Indian Markets Pre Market Report Today June 16, 2026: Nifty Eyes 24,100 After Strong Global Rally
📌 Indian Markets Pre Market Report Today – Quick Summary
Indian Markets Pre Market Report Today starts with a positive but slightly watchful setup. Indian markets closed higher on June 15, supported by the Iran-US peace framework, sharp fall in crude oil prices, stronger rupee and broad-based buying.
Nifty 50 closed near 23,854, Sensex ended above 76,260, and Bank Nifty stayed strong above 57,190. The market has now gained strongly for two straight sessions, so follow-up buying above 24,000–24,100 will be very important today.
| Market Point | Latest Data | View |
|---|---|---|
| Nifty 50 close | 23,853.90 | Positive |
| Sensex close | 76,264.33 | Strong |
| Bank Nifty close | 57,198.80 | Strong |
| GIFT Nifty | Around 23,964 at 8:15AM | positive |
| India VIX | 14.35 | Comfortable |
| Nifty PCR | 0.99 | Balanced |
The market mood is positive, but traders should not forget one thing: after a strong two-day rally, some profit booking can come near 24,000–24,100 if fresh buying is weak.
🌍 Global Cues for Indian Stock Market Today
Global cues are positive. US markets closed sharply higher, European markets touched record levels, and Asian markets are mixed-to-positive this morning. GIFT Nifty is indicating a mildly positive opening for Dalal Street.
| Global Index | Latest Level | Single-Line Reason |
|---|---|---|
| Dow Jones | 51,671.03 | Record close |
| S&P 500 | 7,554.29 | Strong risk-on buying |
| Nasdaq | 26,683.94 | Tech rally |
| STOXX 600 | Around 634–638 | Europe record zone |
| DAX | 24,894.01 | Germany strong |
| FTSE 100 | 10,430.62 | Energy drag |
| Nikkei 225 | Around 69,160–69,620 | Volatile after rally |
| Hang Seng | Around 24,842 | Mild positive |
| GIFT Nifty | Around 23,964 | Positive start signal |
US markets rallied strongly on Monday. Nasdaq gained more than 3%, S&P 500 rose nearly 1.7%, and Dow Jones closed at a record high. The rally was led by technology stocks, AI-related buying and relief after crude oil cooled.

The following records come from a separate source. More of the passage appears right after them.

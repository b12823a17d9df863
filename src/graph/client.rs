//! reqwest-backed GraphQL client.

use std::time::Duration;

use async_trait::async_trait;
use serde::Deserialize;
use serde::de::DeserializeOwned;
use tracing::debug;

use super::query::{PAIRS_QUERY, candles_query};
use super::{CandleQuery, CandleSource, PairSource};
use crate::models::candle::CandlesData;
use crate::models::pair::PairsData;
use crate::models::{CandleRecord, PairRecord};
use crate::{Result, UdfError};

/// Standard GraphQL response envelope.
#[derive(Deserialize)]
struct GraphResponse<T> {
    data: Option<T>,
    #[serde(default)]
    errors: Vec<GraphErrorMessage>,
}

#[derive(Deserialize)]
struct GraphErrorMessage {
    message: String,
}

/// Client for a single GraphQL endpoint.
///
/// Cheap to clone; clones share the underlying connection pool.
#[derive(Debug, Clone)]
pub struct GraphClient {
    url: String,
    http: reqwest::Client,
}

impl GraphClient {
    /// Creates a client for `url` whose requests time out after `timeout`.
    ///
    /// # Errors
    ///
    /// Returns [`UdfError::Http`] if the HTTP client cannot be built.
    pub fn new(url: impl Into<String>, timeout: Duration) -> Result<Self> {
        let http = reqwest::Client::builder().timeout(timeout).build()?;
        Ok(Self {
            url: url.into(),
            http,
        })
    }

    pub fn url(&self) -> &str {
        &self.url
    }

    /// Posts `query` and decodes its `data` member.
    ///
    /// # Errors
    ///
    /// Returns [`UdfError::Http`] on transport failure or a non-success
    /// status, [`UdfError::Json`] if the body cannot be decoded, and
    /// [`UdfError::Upstream`] if the endpoint reports GraphQL errors or
    /// omits `data`.
    pub async fn execute<T: DeserializeOwned>(&self, query: &str) -> Result<T> {
        let body = serde_json::json!({ "query": query });
        let response = self.http.post(&self.url).json(&body).send().await?;
        let response = response.error_for_status()?;
        let bytes = response.bytes().await?;
        debug!(url = %self.url, bytes = bytes.len(), "GraphQL response received");

        let envelope: GraphResponse<T> = serde_json::from_slice(&bytes)?;
        decode_envelope(envelope)
    }
}

fn decode_envelope<T>(envelope: GraphResponse<T>) -> Result<T> {
    if !envelope.errors.is_empty() {
        let messages: Vec<String> = envelope.errors.into_iter().map(|e| e.message).collect();
        return Err(UdfError::Upstream(format!(
            "GraphQL error: {}",
            messages.join(", ")
        )));
    }
    envelope
        .data
        .ok_or_else(|| UdfError::Upstream("missing data in GraphQL response".into()))
}

#[async_trait]
impl PairSource for GraphClient {
    async fn fetch_pairs(&self) -> Result<Vec<PairRecord>> {
        let data: PairsData = self.execute(PAIRS_QUERY).await?;
        Ok(data.pairs)
    }
}

#[async_trait]
impl CandleSource for GraphClient {
    async fn fetch_candles(&self, query: &CandleQuery) -> Result<Vec<CandleRecord>> {
        let data: CandlesData = self.execute(&candles_query(query)).await?;
        Ok(data.candles)
    }
}
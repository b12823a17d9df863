//! Custom serde helpers for subgraph wire formats.

/// Deserializes a number that may arrive either as a JSON number or as a
/// numeric string.
///
/// Subgraphs encode `BigInt` and `BigDecimal` scalars as strings while
/// plain `Int` fields stay numeric, so the same field can take either shape
/// depending on the deployed schema.
pub mod lenient_f64 {
    use serde::{Deserialize, Deserializer};

    #[derive(Deserialize)]
    #[serde(untagged)]
    enum NumberOrString {
        Number(f64),
        String(String),
    }

    pub fn deserialize<'de, D>(deserializer: D) -> Result<f64, D::Error>
    where
        D: Deserializer<'de>,
    {
        match NumberOrString::deserialize(deserializer)? {
            NumberOrString::Number(n) => Ok(n),
            NumberOrString::String(s) => s
                .trim()
                .parse::<f64>()
                .map_err(|e| serde::de::Error::custom(format!("invalid number {s:?}: {e}"))),
        }
    }
}
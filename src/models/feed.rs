//! Feed capability description returned by the `config` endpoint.

use serde::Serialize;

use crate::config::FeedSettings;
use crate::resolution::Resolution;

/// Static description of what this feed supports.
#[derive(Debug, Clone, PartialEq, Serialize)]
pub struct FeedConfig {
    pub exchanges: Vec<ExchangeDescriptor>,
    pub symbols_types: Vec<SymbolType>,
    pub supported_resolutions: Vec<String>,
    pub supports_search: bool,
    pub supports_group_request: bool,
    pub supports_marks: bool,
    pub supports_timescale_marks: bool,
    pub supports_time: bool,
}

/// An exchange entry in the exchange filter of the symbol search dialog.
#[derive(Debug, Clone, PartialEq, Eq, Serialize)]
pub struct ExchangeDescriptor {
    pub value: String,
    pub name: String,
    pub desc: String,
}

/// A symbol type entry in the type filter of the symbol search dialog.
#[derive(Debug, Clone, PartialEq, Eq, Serialize)]
pub struct SymbolType {
    pub value: String,
    pub name: String,
}

impl FeedConfig {
    pub fn new(settings: &FeedSettings) -> Self {
        Self {
            exchanges: vec![ExchangeDescriptor {
                value: settings.exchange.clone(),
                name: settings.exchange_name.clone(),
                desc: settings.exchange_desc.clone(),
            }],
            symbols_types: vec![SymbolType {
                value: "crypto".to_string(),
                name: "Cryptocurrency".to_string(),
            }],
            supported_resolutions: Resolution::supported_codes(),
            supports_search: true,
            supports_group_request: false,
            supports_marks: false,
            supports_timescale_marks: false,
            supports_time: true,
        }
    }
}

European markets also remained positive. STOXX 600 moved to record levels as investors reacted to the Iran-US peace deal and lower crude prices. DAX was strong, while FTSE was slightly weak because energy stocks corrected after oil prices fell.
Asian markets are mixed this morning. Hong Kong is positive, while Japan is volatile after a very sharp rally in the previous session. Overall, global sentiment is still supportive for Indian equities.
AP News – US Market Closing Numbers
🛢️ Iran-US War Update and Market Impact
The Iran-US war situation continues to be the biggest global trigger for markets.
The latest market mood is positive because the US and Iran have reached a preliminary agreement to end the war and reopen the Strait of Hormuz. This has reduced fear around oil supply disruption and helped crude prices fall sharply.
For India, this is a major relief.
Why this matters for Indian markets:
- India is a large crude oil importer.
- Lower crude supports the rupee.
- Inflation pressure can reduce.
- Oil marketing companies may benefit.
- Aviation, paints, cement, logistics and tyre stocks can remain in focus.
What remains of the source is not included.